I’ve recently begun writing each morning to a set of prompts with some friends. From time to time I’ll share them here. If you’re so inclined, please join us! Write whatever you like around the prompt each time I post. Please! I know I’m not the only one who loves these.
The word this morning is “walk”. Feel free to take off and write in any direction. There are no wrong responses! Don’t worry about form or grammar. Just do it!
"Let's go for a walk!" These are words we've learned to use cautiously, sparingly, and at the appointed time only. The dogs understand them, you see, and once uttered it's hard to put that genie back in the bottle.

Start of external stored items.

// Copyright (c) 2025 Kirky.X
//
// Licensed under the MIT License
// See LICENSE file in the project root for full license information.

use docsearch::domain::models::search_index::SearchIndex;
use docsearch::infrastructure::loader::parse_search_index;
use std::path::PathBuf;

mod domain;
mod infrastructure;

/// 随仓库提供的真实 Sphinx 索引（dsipts 文档）
pub fn fixture_path() -> PathBuf {
    PathBuf::from(env!("CARGO_MANIFEST_DIR")).join("tests/fixtures/searchindex.js")
}

pub fn load_fixture() -> SearchIndex {
    let content = std::fs::read_to_string(fixture_path()).expect("fixture is readable");
    parse_search_index(&content).expect("fixture parses")
}
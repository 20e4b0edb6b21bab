// Copyright (c) 2025 Kirky.X
//
// Licensed under the MIT License
// See LICENSE file in the project root for full license information.

use axum::{
    http::StatusCode,
    response::{IntoResponse, Response},
    Json,
};
use serde_json::json;
use tracing::error;

use crate::application::use_cases::search_use_case::{QueryError, ReloadError};
use crate::domain::services::catalog_service::CatalogError;

/// 应用错误类型
///
/// 封装所有可能的应用层错误，提供统一的错误处理接口
#[derive(Debug)]
pub struct AppError(anyhow::Error);

impl AppError {
    pub fn status(&self) -> StatusCode {
        if self.0.downcast_ref::<QueryError>().is_some() {
            return StatusCode::BAD_REQUEST;
        }
        if self.0.downcast_ref::<CatalogError>().is_some() {
            return StatusCode::NOT_FOUND;
        }
        match self.0.downcast_ref::<ReloadError>() {
            Some(ReloadError::Invalid { .. }) => StatusCode::UNPROCESSABLE_ENTITY,
            Some(ReloadError::Load(_)) | None => StatusCode::INTERNAL_SERVER_ERROR,
        }
    }
}

impl IntoResponse for AppError {
    fn into_response(self) -> Response {
        let status = self.status();
        let error_message = self.0.to_string();
        if status.is_server_error() {
            error!("Request failed: {:#}", self.0);
        }

        let body = Json(json!({ "error": error_message }));
        (status, body).into_response()
    }
}

impl<E> From<E> for AppError
where
    E: Into<anyhow::Error>,
{
    fn from(err: E) -> Self {
        Self(err.into())
    }
}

It wasn't always that way. There was a time when they were free-range doggies. We moved here from our hobby farm almost two years ago. Chores like cleaning stalls and paddocks in the snow and weed-whacking fence lines were getting harder as we got older. So, we sold the place and moved to a subdivision nearby. Our yard went from expansive to microscopic overnight and the dogs, frankly, are bored here.
Used to be on the farm when we opened the back door early in the morning that Tex, our indefatigable black and white border Collie would burst forth, circling the backyard at breakneck speed. Koda, a white and black, freckled Queensland was close behind her barking and snapping his teeth. Suddenly, they'd both notice something amiss in the front yard and race toward the waist-high fence, clearing it and the honeysuckle vines clinging to it before racing to the front yard's furthest corner. Then they'd come streaking back across the fence to check on us.

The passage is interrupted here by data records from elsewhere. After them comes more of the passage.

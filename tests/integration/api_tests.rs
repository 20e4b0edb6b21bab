// Copyright (c) 2025 Kirky.X
//
// Licensed under the MIT License
// See LICENSE file in the project root for full license information.

use axum::http::StatusCode;
use docsearch::application::use_cases::search_use_case::SearchOptions;
use docsearch::domain::services::link_builder::LinkBuilder;
use serde_json::Value;

use super::helpers::{create_test_app, create_test_app_with_options};

/// 健康检查测试
#[tokio::test]
async fn health_check_works() {
    let app = create_test_app().await;
    let response = app.server.get("/health").await;
    response.assert_status_ok();
    response.assert_text("OK");

    let version = app.server.get("/v1/version").await;
    version.assert_text(env!("CARGO_PKG_VERSION"));
}

#[tokio::test]
async fn search_ranks_exact_object_first() {
    let app = create_test_app().await;
    let response = app
        .server
        .get("/v1/search")
        .add_query_param("q", "RNN")
        .add_query_param("limit", 3)
        .await;
    response.assert_status_ok();

    let body: Value = response.json();
    assert_eq!(body["query"], "RNN");
    assert_eq!(body["search_terms"], serde_json::json!(["rnn"]));
    assert_eq!(body["total"], 3);
    assert_eq!(body["cached"], false);
    assert_eq!(body["results"][0]["title"], "dsipts.models.RNN");
    assert_eq!(body["results"][0]["kind"], "object");
    assert_eq!(
        body["results"][0]["url"],
        "dsipts.models.html#module-dsipts.models.RNN"
    );
}

#[tokio::test]
async fn search_reports_excluded_and_highlight_terms() {
    let app = create_test_app().await;
    let body: Value = app
        .server
        .get("/v1/search")
        .add_query_param("q", "Training -accuracy")
        .await
        .json();
    assert_eq!(body["search_terms"], serde_json::json!(["train"]));
    assert_eq!(body["excluded_terms"], serde_json::json!(["accuraci"]));
    assert_eq!(body["highlight_terms"], serde_json::json!(["training"]));
    let results = body["results"].as_array().unwrap();
    assert!(results
        .iter()
        .filter(|r| r["kind"] == "text")
        .all(|r| r["docname"] != "dsipts.models"));
}

#[tokio::test]
async fn repeated_search_is_served_from_cache() {
    let app = create_test_app().await;
    let first: Value = app.server.get("/v1/search").add_query_param("q", "model").await.json();
    let second: Value = app.server.get("/v1/search").add_query_param("q", "MODEL").await.json();
    assert_eq!(first["cached"], false);
    assert_eq!(second["cached"], true);
    assert_eq!(first["results"], second["results"]);

    let stats: Value = app.server.get("/v1/index/stats").await.json();
    assert_eq!(stats["cached_queries"], 1);
}

#[tokio::test]
async fn invalid_search_requests_return_400() {
    let app = create_test_app().await;

    let missing = app.server.get("/v1/search").await;
    missing.assert_status(StatusCode::BAD_REQUEST);
    let body: Value = missing.json();
    assert!(body["error"].is_string());

    app.server
        .get("/v1/search")
        .add_query_param("q", "...")
        .await
        .assert_status(StatusCode::BAD_REQUEST);
    app.server
        .get("/v1/search")
        .add_query_param("q", "rnn")
        .add_query_param("limit", 0)
        .await
        .assert_status(StatusCode::BAD_REQUEST);
    app.server
        .get("/v1/search")
        .add_query_param("q", "rnn")
        .add_query_param("limit", 10_000)
        .await
        .assert_status(StatusCode::BAD_REQUEST);
}

#[tokio::test]
async fn documents_endpoints() {
    let app = create_test_app().await;

    let list: Value = app.server.get("/v1/documents").await.json();
    assert_eq!(list["total"], 6);
    assert_eq!(list["documents"][3]["docname"], "dsipts.models");

    let doc = app.server.get("/v1/documents/4").await;
    doc.assert_status_ok();
    let doc: Value = doc.json();
    assert_eq!(doc["filename"], "index.rst");
    assert_eq!(doc["url"], "index.html");

    let missing = app.server.get("/v1/documents/99").await;
    missing.assert_status(StatusCode::NOT_FOUND);
    let body: Value = missing.json();
    assert_eq!(body["error"], "Document 99 not found");

    app.server
        .get("/v1/documents/abc")
        .await
        .assert_status(StatusCode::BAD_REQUEST);
}

#[tokio::test]
async fn objects_endpoint() {
    let app = create_test_app().await;

    let response = app.server.get("/v1/objects/dsipts.models.RNN.RNN").await;
    response.assert_status_ok();
    let obj: Value = response.json();
    assert_eq!(obj["objtype"], "py:class");
    assert_eq!(obj["label"], "Python class");
    assert_eq!(obj["anchor"], "#dsipts.models.RNN.RNN");
    assert_eq!(obj["title"], "dsipts.models package");

    app.server
        .get("/v1/objects/dsipts.models.Missing")
        .await
        .assert_status(StatusCode::NOT_FOUND);
}

#[tokio::test]
async fn stats_and_validation_endpoints() {
    let app = create_test_app().await;

    let stats: Value = app.server.get("/v1/index/stats").await.json();
    assert_eq!(stats["documents"], 6);
    assert_eq!(stats["objects"], 80);
    assert_eq!(stats["objects_by_type"]["py:attribute"], 9);
    assert_eq!(stats["objects_by_type"]["py:function"], 6);

    let report: Value = app.server.get("/v1/index/validate").await.json();
    assert_eq!(report["valid"], true);
    assert_eq!(report["errors"], 0);
    assert_eq!(report["warnings"], 9);
    assert_eq!(report["issues"][0]["kind"], "non_lowercase_term");
}

#[tokio::test]
async fn dirhtml_links() {
    let options = SearchOptions {
        links: LinkBuilder::new("/docs/", "/"),
        ..SearchOptions::default()
    };
    let app = create_test_app_with_options(options).await;

    let index: Value = app.server.get("/v1/documents/4").await.json();
    assert_eq!(index["url"], "/docs/");
    let models: Value = app.server.get("/v1/documents/3").await.json();
    assert_eq!(models["url"], "/docs/dsipts.models/");
}
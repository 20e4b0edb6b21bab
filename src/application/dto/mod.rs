// Copyright (c) 2025 Kirky.X
//
// Licensed under the MIT License
// See LICENSE file in the project root for full license information.

/// 数据传输对象模块
///
/// 定义应用程序层的数据传输对象
/// 用于在API请求和领域模型之间传输数据
pub mod index_response;
pub mod search_request;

There's no streaking or jumping here. Instead, we have a small side yard with tall fences where they do their business. And when we take them for a walk they must be leashed. Their exuberance is tamped down and contained on the neighborhood paths. Their territorial behavior is suppressed.
I feel like a heel for having moved them to this place. For having exchanged their rough and tumble- friendly reality for this sedate, pedestrian environment. But then, if truth be told, I feel just as bad for doing that to us. For giving in to aging. For leaving a beloved lifestyle that I know I'll never live again. For taking walks on paths when my heart still sometimes aches to jump fences.
As I read my prompt aloud to the Professor this morning before posting, I realized that I'd done it. Said the word. Tex launched her now-portly body onto the couch and into my lap while Koda leaped and wiggled at my feet.
Dang it. I’d said it out loud. Walk.